* The task: Output, word for word, every line from the start of the listing down to and including the line that contains "bytes needed, capacity"; include nothing else.

* Task data:
────────
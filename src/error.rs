//! Error types shared across the sync subsystem.

use thiserror::Error;

/// Failures of the local persistence layer.
#[derive(Debug, Error)]
pub enum StoreError {
    #[error("storage backend unavailable: {0}")]
    StorageUnavailable(String),

    #[error("storage quota exceeded: {needed} bytes needed, capacity {capacity}")]
    QuotaExceeded { needed: u64, capacity: u64 },

    #[error("sqlite error: {0}")]
    Sqlite(rusqlite::Error),

    #[error("serialization error: {0}")]
    Serialization(#[from] serde_json::Error),
}

impl From<rusqlite::Error> for StoreError {
    fn from(err: rusqlite::Error) -> Self {
        // SQLITE_FULL is what a page-count quota turns into
        if let rusqlite::Error::SqliteFailure(ref e, _) = err {
            if e.code == rusqlite::ErrorCode::DiskFull {
                return StoreError::QuotaExceeded {
                    needed: 0,
                    capacity: 0,
                };
            }
        }
        StoreError::Sqlite(err)
    }
}

/// Failures reported by the remote search backend.
#[derive(Debug, Clone, Error, PartialEq, Eq)]
pub enum RemoteError {
    #[error("network error: {0}")]
    Network(String),

    #[error("request timed out")]
    Timeout,

    #[error("http {status}: {message}")]
    Http { status: u16, message: String },
}

impl RemoteError {
    pub fn http(status: u16, message: impl Into<String>) -> Self {
        RemoteError::Http {
            status,
            message: message.into(),
        }
    }

    /// Network failures, timeouts and 5xx responses are worth retrying.
    pub fn is_transient(&self) -> bool {
        match self {
            RemoteError::Network(_) | RemoteError::Timeout => true,
            RemoteError::Http { status, .. } => *status >= 500,
        }
    }

    /// Validation failures (4xx) never succeed on replay.
    pub fn is_permanent(&self) -> bool {
        !self.is_transient()
    }
}

/// Failures of a sync cycle as a whole.
#[derive(Debug, Error)]
pub enum SyncError {
    #[error(transparent)]
    Store(#[from] StoreError),

    #[error(transparent)]
    Remote(#[from] RemoteError),

    #[error("backend is offline")]
    Offline,

    #[error("sync superseded by a newer cycle")]
    Superseded,
}

#[cfg(test)]
mod tests {
    use super::*;

    #[test]
    fn test_transient_classification() {
        assert!(RemoteError::Network("reset".into()).is_transient());
        assert!(RemoteError::Timeout.is_transient());
        assert!(RemoteError::http(503, "unavailable").is_transient());
        assert!(RemoteError::http(500, "boom").is_transient());

        assert!(RemoteError::http(400, "bad tags").is_permanent());
        assert!(RemoteError::http(404, "no such photo").is_permanent());
        assert!(!RemoteError::http(422, "invalid").is_transient());
    }
}
#[cfg(test)]
mod tests {
    use super::*;
    use crate::config::{ConnectivityConfig, QueueConfig};
    use crate::error::RemoteError;
    use crate::queue::ActionPayload;
    use crate::remote::RemoteSearchHit;
    use crate::search::SearchOptions;
    use crate::store::StoreLimits;
    use crate::testing::{Call, StubRemote};
    use async_trait::async_trait;
    use tokio::sync::Notify;

    struct Fixture {
        remote: Arc<StubRemote>,
        monitor: Arc<ConnectivityMonitor>,
        queue: Arc<ActionQueue>,
        store: Arc<LocalStore>,
    }

    async fn fixture(remote: Arc<StubRemote>) -> Fixture {
        let store = Arc::new(LocalStore::in_memory(StoreLimits {
            max_records: 100,
            max_bytes: 1024 * 1024,
        }));
        let queue = ActionQueue::open(
            &store,
            QueueConfig {
                max_attempts: 3,
                base_backoff_ms: 1,
                max_backoff_ms: 5,
                request_timeout_secs: 5,
            },
        )
        .await
        .unwrap();
        let monitor = Arc::new(ConnectivityMonitor::new(
            remote.clone(),
            ConnectivityConfig::default(),
        ));
        Fixture {
            remote,
            monitor,
            queue: Arc::new(queue),
            store,
        }
    }

    fn coordinator(f: &Fixture, api: Arc<dyn RemoteApi>, dirs: &[&str]) -> Arc<SyncCoordinator> {
        Arc::new(SyncCoordinator::new(
            f.monitor.clone(),
            f.queue.clone(),
            f.store.clone(),
            api,
            SyncConfig::default(),
            dirs.iter().map(|d| d.to_string()).collect(),
        ))
    }

    fn favorite(path: &str, value: bool) -> ActionPayload {
        ActionPayload::Favorite {
            dir: "/photos".into(),
            path: path.into(),
            favorite: value,
        }
    }

    fn set_tags(path: &str, tags: &[&str]) -> ActionPayload {
        ActionPayload::SetTags {
            dir: "/photos".into(),
            path: path.into(),
            tags: tags.iter().map(|t| t.to_string()).collect(),
        }
    }

    #[tokio::test]
    async fn test_reconnect_drains_queue() {
        let f = fixture(Arc::new(StubRemote::new())).await;
        f.remote.set_offline(true);
        let sync = coordinator(&f, f.remote.clone(), &[]);
        sync.init();

        f.queue.queue_action(favorite("a.jpg", true)).await.unwrap();
        f.queue.queue_action(set_tags("b.jpg", &["x"])).await.unwrap();
        sync.publish_queue_counts();
        assert_eq!(sync.status().pending_count, 2);

        let mut rx = sync.subscribe();
        f.remote.set_offline(false);
        assert!(f.monitor.force_check().await);

        let status = tokio::time::timeout(
            Duration::from_secs(5),
            rx.wait_for(|s| s.last_synced_at.is_some() && s.state == SyncState::Idle),
        )
        .await
        .unwrap()
        .unwrap()
        .clone();

        assert!(status.is_online);
        assert_eq!(status.pending_count, 0);
        assert!(f.queue.get_queue().is_empty());
        assert_eq!(f.remote.mutation_calls().len(), 2);
        sync.dispose();
    }

    #[tokio::test]
    async fn test_force_sync_offline() {
        let f = fixture(Arc::new(StubRemote::new())).await;
        f.remote.set_offline(true);
        let sync = coordinator(&f, f.remote.clone(), &[]);

        assert!(matches!(sync.force_sync().await, Err(SyncError::Offline)));
        assert!(!sync.status().is_online);
    }

    #[tokio::test]
    async fn test_replaying_twice_converges() {
        let sequence = vec![
            favorite("a.jpg", true),
            set_tags("a.jpg", &["sea"]),
            favorite("b.jpg", false),
            set_tags("a.jpg", &["sea", "sky"]),
            ActionPayload::Delete {
                dir: "/photos".into(),
                paths: vec!["c.jpg".into()],
            },
        ];

        let once = fixture(Arc::new(StubRemote::new())).await;
        let sync = coordinator(&once, once.remote.clone(), &[]);
        for payload in &sequence {
            once.queue.queue_action(payload.clone()).await.unwrap();
        }
        sync.force_sync().await.unwrap();

        let twice = fixture(Arc::new(StubRemote::new())).await;
        let sync = coordinator(&twice, twice.remote.clone(), &[]);
        for _ in 0..2 {
            for payload in &sequence {
                twice.queue.queue_action(payload.clone()).await.unwrap();
            }
            sync.force_sync().await.unwrap();
        }

        assert!(!once.remote.state().favorites.is_empty());
        assert_eq!(once.remote.state(), twice.remote.state());
        assert_eq!(
            twice.remote.state().tags.get("a.jpg"),
            Some(&vec!["sea".to_string(), "sky".to_string()])
        );
    }

    #[tokio::test]
    async fn test_permanent_failure_surfaces_in_status() {
        let f = fixture(Arc::new(StubRemote::new())).await;
        let sync = coordinator(&f, f.remote.clone(), &[]);
        f.queue.queue_action(set_tags("a.jpg", &["?"])).await.unwrap();
        f.remote.fail_next(RemoteError::http(400, "invalid tag"));

        let report = sync.force_sync().await.unwrap();
        assert_eq!(report.drain.failed.len(), 1);

        let status = sync.status();
        assert_eq!(status.state, SyncState::Idle);
        assert_eq!(status.failed_count, 1);
        assert_eq!(status.pending_count, 0);
        assert!(status.last_error.unwrap().contains("invalid tag"));
        assert_eq!(f.queue.get_queue().len(), 1);
    }

    /// Remote whose favorite call blocks until released.
    struct GatedRemote {
        inner: Arc<StubRemote>,
        started: Notify,
        release: Notify,
    }

    #[async_trait]
    impl RemoteApi for GatedRemote {
        async fn set_favorite(
            &self,
            dir: &str,
            path: &str,
            favorite: bool,
        ) -> Result<(), RemoteError> {
            self.started.notify_one();
            self.release.notified().await;
            self.inner.set_favorite(dir, path, favorite).await
        }

        async fn set_tags(
            &self,
            dir: &str,
            path: &str,
            tags: &[String],
        ) -> Result<(), RemoteError> {
            self.inner.set_tags(dir, path, tags).await
        }

        async fn delete(&self, dir: &str, paths: &[String]) -> Result<(), RemoteError> {
            self.inner.delete(dir, paths).await
        }

        async fn search(
            &self,
            dir: &str,
            query: &str,
            options: &SearchOptions,
        ) -> Result<Vec<RemoteSearchHit>, RemoteError> {
            self.inner.search(dir, query, options).await
        }

        async fn get_library(&self, dir: &str) -> Result<Vec<LibraryEntry>, RemoteError> {
            self.inner.get_library(dir).await
        }

        async fn ping(&self) -> Result<(), RemoteError> {
            self.inner.ping().await
        }
    }

    #[tokio::test]
    async fn test_disconnect_supersedes_running_cycle() {
        let f = fixture(Arc::new(StubRemote::new())).await;
        let gated = Arc::new(GatedRemote {
            inner: f.remote.clone(),
            started: Notify::new(),
            release: Notify::new(),
        });
        f.remote.set_offline(true);
        let sync = coordinator(&f, gated.clone(), &[]);
        sync.init();
        f.queue.queue_action(favorite("a.jpg", true)).await.unwrap();
        f.queue.queue_action(favorite("b.jpg", true)).await.unwrap();

        f.remote.set_offline(false);
        assert!(f.monitor.force_check().await);
        gated.started.notified().await;

        // Connection dropped while the first replay was in flight
        f.remote.set_offline(true);
        assert!(!f.monitor.force_check().await);
        gated.release.notify_one();
        f.queue.wait_idle().await;

        let queued = f.queue.get_queue();
        assert_eq!(queued.len(), 2);
        for action in &queued {
            assert!(action.is_pending());
            assert_eq!(action.attempts, 0);
        }
        let mut rx = sync.subscribe();
        tokio::time::timeout(Duration::from_secs(5), rx.wait_for(|s| !s.is_online))
            .await
            .unwrap()
            .unwrap();

        // The next reconnection replays both
        f.remote.set_offline(false);
        assert!(f.monitor.force_check().await);
        for _ in 0..2 {
            gated.started.notified().await;
            gated.release.notify_one();
        }
        tokio::time::timeout(
            Duration::from_secs(5),
            rx.wait_for(|s| s.last_synced_at.is_some() && s.pending_count == 0),
        )
        .await
        .unwrap()
        .unwrap();
        assert!(f.queue.get_queue().is_empty());
        assert_eq!(f.remote.state().favorites.len(), 2);
        sync.dispose();
    }

    #[tokio::test]
    async fn test_failed_cycle_retries_with_growing_delay() {
        let f = fixture(Arc::new(StubRemote::new())).await;
        let sync = Arc::new(SyncCoordinator::new(
            f.monitor.clone(),
            f.queue.clone(),
            f.store.clone(),
            f.remote.clone(),
            SyncConfig {
                error_retry_ms: 50,
                max_error_retry_ms: 1000,
            },
            vec!["/photos".into()],
        ));
        assert!(f.monitor.force_check().await);
        let mut rx = sync.subscribe();
        sync.init();

        f.remote.fail_next(RemoteError::http(503, "busy"));
        f.remote.fail_next(RemoteError::http(503, "busy"));
        let started = tokio::time::Instant::now();
        sync.request_sync(Duration::ZERO);

        let failed = tokio::time::timeout(
            Duration::from_secs(5),
            rx.wait_for(|s| s.state == SyncState::Error),
        )
        .await
        .unwrap()
        .unwrap()
        .clone();
        assert!(failed.last_error.unwrap().contains("busy"));

        let synced = tokio::time::timeout(
            Duration::from_secs(5),
            rx.wait_for(|s| s.state == SyncState::Idle && s.last_synced_at.is_some()),
        )
        .await
        .unwrap()
        .unwrap()
        .clone();
        assert!(synced.last_error.is_none());

        // 50ms after the first failure, 100ms after the second
        assert!(started.elapsed() >= Duration::from_millis(150));
        let fetches = f
            .remote
            .calls()
            .into_iter()
            .filter(|c| matches!(c, Call::GetLibrary { .. }))
            .count();
        assert_eq!(fetches, 3);
        sync.dispose();
    }

    #[tokio::test]
    async fn test_refresh_updates_and_prunes_cache() {
        let f = fixture(Arc::new(StubRemote::new())).await;
        let sync = coordinator(&f, f.remote.clone(), &["/photos"]);

        // Cached earlier, since deleted remotely
        f.store
            .store_photo(&CachedPhotoRecord::new("gone", "/photos/gone.jpg"))
            .await
            .unwrap();
        // Outside the refreshed directory
        f.store
            .store_photo(&CachedPhotoRecord::new("other", "/elsewhere/x.jpg"))
            .await
            .unwrap();
        f.store
            .store_photo(&CachedPhotoRecord::new("sibling", "/photos2/x.jpg"))
            .await
            .unwrap();

        let mut meta = MetadataRecord::new("/photos/a.jpg");
        meta.title = Some("Remote title".into());
        let mut dirty_meta = MetadataRecord::new("/photos/b.jpg");
        dirty_meta.favorite = false;
        f.remote.set_library(
            "/photos",
            vec![
                LibraryEntry {
                    id: "a".into(),
                    path: "/photos/a.jpg".into(),
                    metadata: meta.clone(),
                    embedding: Some(vec![0.5, 0.5]),
                    thumbnail_ref: Some("thumb://a".into()),
                },
                LibraryEntry {
                    id: "b".into(),
                    path: "/photos/b.jpg".into(),
                    metadata: dirty_meta,
                    embedding: None,
                    thumbnail_ref: None,
                },
            ],
        );

        // A favorite for b.jpg that will fail and stay queued
        f.queue.queue_action(favorite("/photos/b.jpg", true)).await.unwrap();
        f.remote.fail_next(RemoteError::http(409, "conflict"));
        // Failed actions do not hold back the refresh
        let report = sync.force_sync().await.unwrap();
        assert_eq!(report.refresh.removed, 1);
        assert_eq!(report.refresh.updated, 2);

        assert_eq!(f.store.get_metadata("a").await.unwrap(), Some(meta));
        assert_eq!(f.store.get_embedding("a").await.unwrap(), Some(vec![0.5, 0.5]));
        assert!(f.store.get_photo("gone").await.unwrap().is_none());
        assert!(f.store.get_photo("other").await.unwrap().is_some());
        assert!(f.store.get_photo("sibling").await.unwrap().is_some());

        // A second refresh with nothing changed is a no-op
        let report = sync.force_sync().await.unwrap();
        assert_eq!(report.refresh, RefreshReport::default());
    }

    #[tokio::test]
    async fn test_refresh_keeps_locally_dirty_paths() {
        let f = fixture(Arc::new(StubRemote::new())).await;
        let sync = coordinator(&f, f.remote.clone(), &["/photos"]);

        let mut local = MetadataRecord::new("/photos/a.jpg");
        local.tags.insert("mine".into());
        f.store.store_metadata("a", &local).await.unwrap();
        f.queue
            .queue_action(ActionPayload::SetTags {
                dir: "/photos".into(),
                path: "/photos/a.jpg".into(),
                tags: vec!["mine".into()],
            })
            .await
            .unwrap();

        f.remote.set_library(
            "/photos",
            vec![LibraryEntry {
                id: "a".into(),
                path: "/photos/a.jpg".into(),
                metadata: MetadataRecord::new("/photos/a.jpg"),
                embedding: None,
                thumbnail_ref: None,
            }],
        );

        let report = sync.refresh_library("/photos", &|| true).await.unwrap();
        assert_eq!(report, RefreshReport::default());
        assert_eq!(f.store.get_metadata("a").await.unwrap(), Some(local));
    }
}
────────
* Answer space:
filename src/error.rs
//! Error types shared across the sync subsystem.

use thiserror::Error;

/// Failures of the local persistence layer.
#[derive(Debug, Error)]
pub enum StoreError {
    #[error("storage backend unavailable: {0}")]
    StorageUnavailable(String),

    #[error("storage quota exceeded: {needed} bytes needed, capacity {capacity}")]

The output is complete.